About a year ago, the consulting firm McKinsey and Company conducted a study that concluded about 28% of the average workers’ time is spent on email. Thinking about my own email experience, I know a lot of those emails are basically useless. Or, at least, things that don’t have to be dealt with immediately.

SaneBox is an inbox management program that wants to help you deal with your chronic email bloat. Compatible with Gmail, Apple Mail, Outlook, Yahoo Mail, and most other web-based email programs and email clients you might use, SaneBox gives you a toolbox to let you manage your email rather than having your email manage you.

There are a lot of products that help you manage your email, but SaneBox has given some deep thought to the problem, and their efforts show. Based in part on the principles of the popular productivity principles of Getting Things Done, SaneBox is more than a simple email filtering tool like Gmail’s priority inbox.

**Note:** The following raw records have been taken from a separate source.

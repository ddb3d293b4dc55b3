//! 共享库
//!
//! 包含徽章引擎与发放编排共用的配置、错误处理、日志与指标等基础设施代码。

pub mod config;
pub mod error;
pub mod observability;
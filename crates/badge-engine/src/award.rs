//! 调用方发放辅助
//!
//! 引擎不提供有状态的发放操作。这里只包含两个纯函数式步骤：
//! 过滤运动员已持有的徽章，以及按产品策略挑选需要展示的徽章。

use crate::models::EarnedBadge;
use serde::{Deserialize, Serialize};
use std::collections::HashSet;
use std::fmt;

/// 过滤已持有的徽章，保持评估输出顺序
pub fn new_badge_ids(evaluated: &[String], held: &[EarnedBadge]) -> Vec<String> {
    let held: HashSet<&str> = held.iter().map(|b| b.id.as_str()).collect();
    let mut seen = HashSet::new();

    evaluated
        .iter()
        .filter(|id| !held.contains(id.as_str()) && seen.insert(id.as_str()))
        .cloned()
        .collect()
}

/// 新徽章的展示策略
///
/// 这是产品策略而非引擎保证：所有新徽章都会被持久化，
/// 策略只决定一次交互中向用户展示哪些。
#[derive(Debug, Clone, Copy, Default, PartialEq, Eq, Serialize, Deserialize)]
#[serde(rename_all = "snake_case")]
pub enum SurfacePolicy {
    /// 只展示目录顺序中第一个新徽章
    #[default]
    FirstNew,
    /// 展示全部新徽章
    All,
}

impl SurfacePolicy {
    /// 从配置字符串解析，不区分大小写
    pub fn parse(s: &str) -> Option<Self> {
        match s.trim().to_ascii_lowercase().as_str() {
            "first_new" | "first-new" => Some(Self::FirstNew),
            "all" => Some(Self::All),
            _ => None,
        }
    }

    pub fn select(&self, new_ids: &[String]) -> Vec<String> {
        match self {
            Self::FirstNew => new_ids.iter().take(1).cloned().collect(),
            Self::All => new_ids.to_vec(),
        }
    }
}

impl fmt::Display for SurfacePolicy {
    fn fmt(&self, f: &mut fmt::Formatter<'_>) -> fmt::Result {
        match self {
            Self::FirstNew => write!(f, "first_new"),
            Self::All => write!(f, "all"),
        }
    }
}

Though it does filtering quite well, too, which is the foundation of most email management tools. SaneBox defaults to two levels of importance, but is able to manage up to five. And while their importance algorithms work well on their own, SaneBox allows you to connect to you various social media accounts to better learn what’s important to you and what isn’t. Best of all, it summarizes your unimportant emails for you so you can decide quickly what needs your attention and what you can ignore.

But what makes SaneBox really interesting is what it can bring to your inbox besides basic filtering. One of my favorite features is the summary of email activity, which includes the summary of your latest unimportant emails, but more powerfully, provides a lot of statistics on your email behavior, which lets you think critically about how much time you’re spending and the load of messages you’re dealing with. A richer understanding of how much time I can expect to spend on email helps to plan my workload—and lets me consider whether I really need to read everything I think I need to read.

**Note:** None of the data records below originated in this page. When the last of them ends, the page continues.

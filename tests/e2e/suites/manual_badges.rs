//! 手动徽章流程测试

use crate::fixtures::TestEnvironment;

#[tokio::test]
async fn test_manual_badges_round_trip() {
    let env = TestEnvironment::new();

    for id in ["meet_day", "podium_finish", "crossfit_open"] {
        assert!(env.awarder.award_manual("athlete", id).await.unwrap().is_some());
    }
    assert!(env.awarder.award_manual("athlete", "meet_day").await.unwrap().is_none());

    assert!(env.awarder.unaward_manual("athlete", "podium_finish").await.unwrap());
    assert_eq!(env.held_ids("athlete").await, vec!["meet_day", "crossfit_open"]);

    let held = env.awarder.held_badges("athlete").await.unwrap();
    assert!(held.iter().all(|h| h.definition.is_manual()));
}

#[tokio::test]
async fn test_automatic_badges_cannot_be_removed_manually() {
    let env = TestEnvironment::new();
    env.awarder
        .on_workout_completed("athlete", &badge_engine::Workout::new("HYROX Hamburg", true))
        .await
        .unwrap();

    let err = env
        .awarder
        .unaward_manual("athlete", "hyrox_finisher")
        .await
        .unwrap_err();

    assert_eq!(err.code(), "NOT_MANUAL");
    assert_eq!(env.held_ids("athlete").await, vec!["hyrox_finisher"]);
}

There are a whole host of other great features: one-click unsubscribing from email lists you don’t want to be on anymore, automated nagging features that will email you to let you know if an important email hasn’t been replied to, cloud-based attachment storage, and others. It also works with the email on your mobile devices, so you don’t have to worry about scrolling through a ton of useless messages on your phone.

SaneBox will cost you $5 per month (and you can try it for free for 14 days), but given that the company estimates that it saves the average user two hours per week, it just might be worth it to you.